Background: The diagnostic use of biomarkers in body fluids of multiple sclerosis (MS) patients allows the monitoring of different pathophysiological aspects of the disease. We previously reported elevated cerebrospinal fluid (CSF) and serum levels of glial fibrillary acidic protein (GFAP) but not neurofilament light chain (NfL) in progressive (PMS) compared to relapsing-remitting MS (RRMS) patients. Objectives: We analyzed the glial marker chitinase-3-like protein 1 (CHI3L1) in the CSF and serum of PMS and RRMS patients. To capture the extent of glial processes in relation to axonal damage in each individual patient, we established a score based on CHI3L1, GFAP, and NfL and compared this score between RRMS and PMS patients and its association with the extended disability status scale (EDSS).
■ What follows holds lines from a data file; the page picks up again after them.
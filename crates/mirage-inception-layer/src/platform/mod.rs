//! Capability interfaces over the OS queries the layer can substitute.
//!
//! Each query family is a trait. [`Platform`] bundles all of them together
//! with symbol resolution and is implemented by whatever provides the *real*
//! entry points (the host, a foreign hook engine, or a test fake). The
//! substitutes in [`crate::syscalls`] implement the same traits, so the
//! registry can hand either one to the layer.

pub mod host;

use crate::error::LayerError;
use crate::reals::Symbol;
use serde::Serialize;
use std::borrow::Cow;
use std::sync::Arc;

/// Opaque OS handle value (a `HANDLE` on Windows, a file descriptor elsewhere).
pub type RawHandle = usize;

/// Longest object name the volume substitute accepts.
pub const MAX_PATH: usize = 260;

/// Outputs of a volume-information query.
#[derive(Debug, Clone, Default, PartialEq, Eq, Serialize)]
pub struct VolumeInformation {
    pub volume_name: String,
    pub serial_number: u32,
    pub max_component_length: u32,
    pub file_system_flags: u32,
    pub file_system_name: String,
}

pub trait CommandLineApi: Send + Sync {
    /// Process command line in UTF-16, without terminator.
    fn command_line_wide(&self) -> Cow<'_, [u16]>;

    /// Process command line in the narrow encoding, without terminator.
    fn command_line_narrow(&self) -> Cow<'_, [u8]>;
}

pub trait PowerApi: Send + Sync {
    /// Returns the previous execution state.
    fn set_thread_execution_state(&self, flags: u32) -> Result<u32, LayerError>;
}

pub trait ClockApi: Send + Sync {
    /// Milliseconds since boot, wrapping every ~49.7 days.
    fn tick_count(&self) -> u32;

    fn tick_count64(&self) -> u64;

    /// Interrupt time in 100ns units, excluding suspend. `None` when the call fails.
    fn unbiased_interrupt_time(&self) -> Option<u64>;

    /// `None` when the call fails.
    fn performance_counter(&self) -> Option<i64>;
}

pub trait SleepApi: Send + Sync {
    /// Blocks for `millis`. Returns 0, or the alertable-wakeup code.
    fn sleep_ex(&self, millis: u32, alertable: bool) -> u32;
}

pub trait LocaleApi: Send + Sync {
    fn user_default_ui_language(&self) -> u16;
    fn user_default_locale_name(&self) -> Option<String>;
    fn user_default_lcid(&self) -> u32;
    fn user_default_lang_id(&self) -> u16;
    fn user_default_geo_name(&self) -> Option<String>;
    fn system_default_ui_language(&self) -> u16;
    fn system_default_locale_name(&self) -> Option<String>;
    fn system_default_lcid(&self) -> u32;
    fn system_default_lang_id(&self) -> u16;
}

pub trait VolumeApi: Send + Sync {
    fn volume_information(&self, handle: RawHandle) -> Result<VolumeInformation, LayerError>;
}

/// Provider of the real entry points.
pub trait Platform:
    CommandLineApi + PowerApi + ClockApi + SleepApi + LocaleApi + VolumeApi
{
    /// Whether `symbol` exists on the running system.
    fn resolve(&self, symbol: Symbol) -> bool;

    /// Real conversion-by-identifier (`LCIDToLocaleName`).
    fn lcid_to_locale_name(&self, lcid: u32) -> Option<String>;

    /// Kernel object name behind `handle`.
    fn object_name(&self, handle: RawHandle) -> Result<String, LayerError>;

    /// Transcode a wide string to the process's narrow encoding.
    fn encode_narrow(&self, wide: &[u16]) -> Vec<u8> {
        String::from_utf16_lossy(wide).into_bytes()
    }
}

/// The unmodified platform behaviour, used for every capability the policy
/// leaves disabled.
#[derive(Clone)]
pub struct Real(pub Arc<dyn Platform>);

impl CommandLineApi for Real {
    fn command_line_wide(&self) -> Cow<'_, [u16]> {
        self.0.command_line_wide()
    }

    fn command_line_narrow(&self) -> Cow<'_, [u8]> {
        self.0.command_line_narrow()
    }
}

impl PowerApi for Real {
    fn set_thread_execution_state(&self, flags: u32) -> Result<u32, LayerError> {
        self.0.set_thread_execution_state(flags)
    }
}

impl ClockApi for Real {
    fn tick_count(&self) -> u32 {
        self.0.tick_count()
    }

    fn tick_count64(&self) -> u64 {
        self.0.tick_count64()
    }

    fn unbiased_interrupt_time(&self) -> Option<u64> {
        self.0.unbiased_interrupt_time()
    }

    fn performance_counter(&self) -> Option<i64> {
        self.0.performance_counter()
    }
}

impl SleepApi for Real {
    fn sleep_ex(&self, millis: u32, alertable: bool) -> u32 {
        self.0.sleep_ex(millis, alertable)
    }
}

impl LocaleApi for Real {
    fn user_default_ui_language(&self) -> u16 {
        self.0.user_default_ui_language()
    }

    fn user_default_locale_name(&self) -> Option<String> {
        self.0.user_default_locale_name()
    }

    fn user_default_lcid(&self) -> u32 {
        self.0.user_default_lcid()
    }

    fn user_default_lang_id(&self) -> u16 {
        self.0.user_default_lang_id()
    }

    fn user_default_geo_name(&self) -> Option<String> {
        self.0.user_default_geo_name()
    }

    fn system_default_ui_language(&self) -> u16 {
        self.0.system_default_ui_language()
    }

    fn system_default_locale_name(&self) -> Option<String> {
        self.0.system_default_locale_name()
    }

    fn system_default_lcid(&self) -> u32 {
        self.0.system_default_lcid()
    }

    fn system_default_lang_id(&self) -> u16 {
        self.0.system_default_lang_id()
    }
}

impl VolumeApi for Real {
    fn volume_information(&self, handle: RawHandle) -> Result<VolumeInformation, LayerError> {
        self.0.volume_information(handle)
    }
}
Methods: For this retrospective study, we included 86 MS patients (47 RRMS and 39 PMS) and 20 patients with other non-inflammatory neurological diseases (OND) as controls. NfL and GFAP levels were determined by the single-molecule array (Simoa). CHI3L1 levels were measured with classical enzyme-linked immunosorbent assay. A score was calculated based on glial to axonal markers (CHI3L1(*)GFAP/NfL, referred to as "Glia score"). Results: CHI3L1 showed higher CSF levels in PMS vs. RRMS and controls (p < 0.001 and p < 0.0001, respectively), RMS vs. controls (p < 0.01), and higher serum levels for PMS vs. RRMS (p < 0.05). The Glia score was higher in the CSF of PMS compared to RRMS patients (p < 0.0001) and in the serum of PMS patients compared to RRMS (p < 0.01). Furthermore, the Glia score and CHI3L1 in serum but not in CSF correlated with the disability as determined by EDSS in the PMS group but not in the RRMS group (Spearman ρ = 0.46 and 0.45, p = 0.003 and 0.004, respectively). Discussion: Our data indicate the involvement of glial mechanisms during the pathogenesis of PMS. Moreover, a calculated score may help to differentiate between PMS and RMS in the CSF and monitor disease progression in the serum of PMS patients.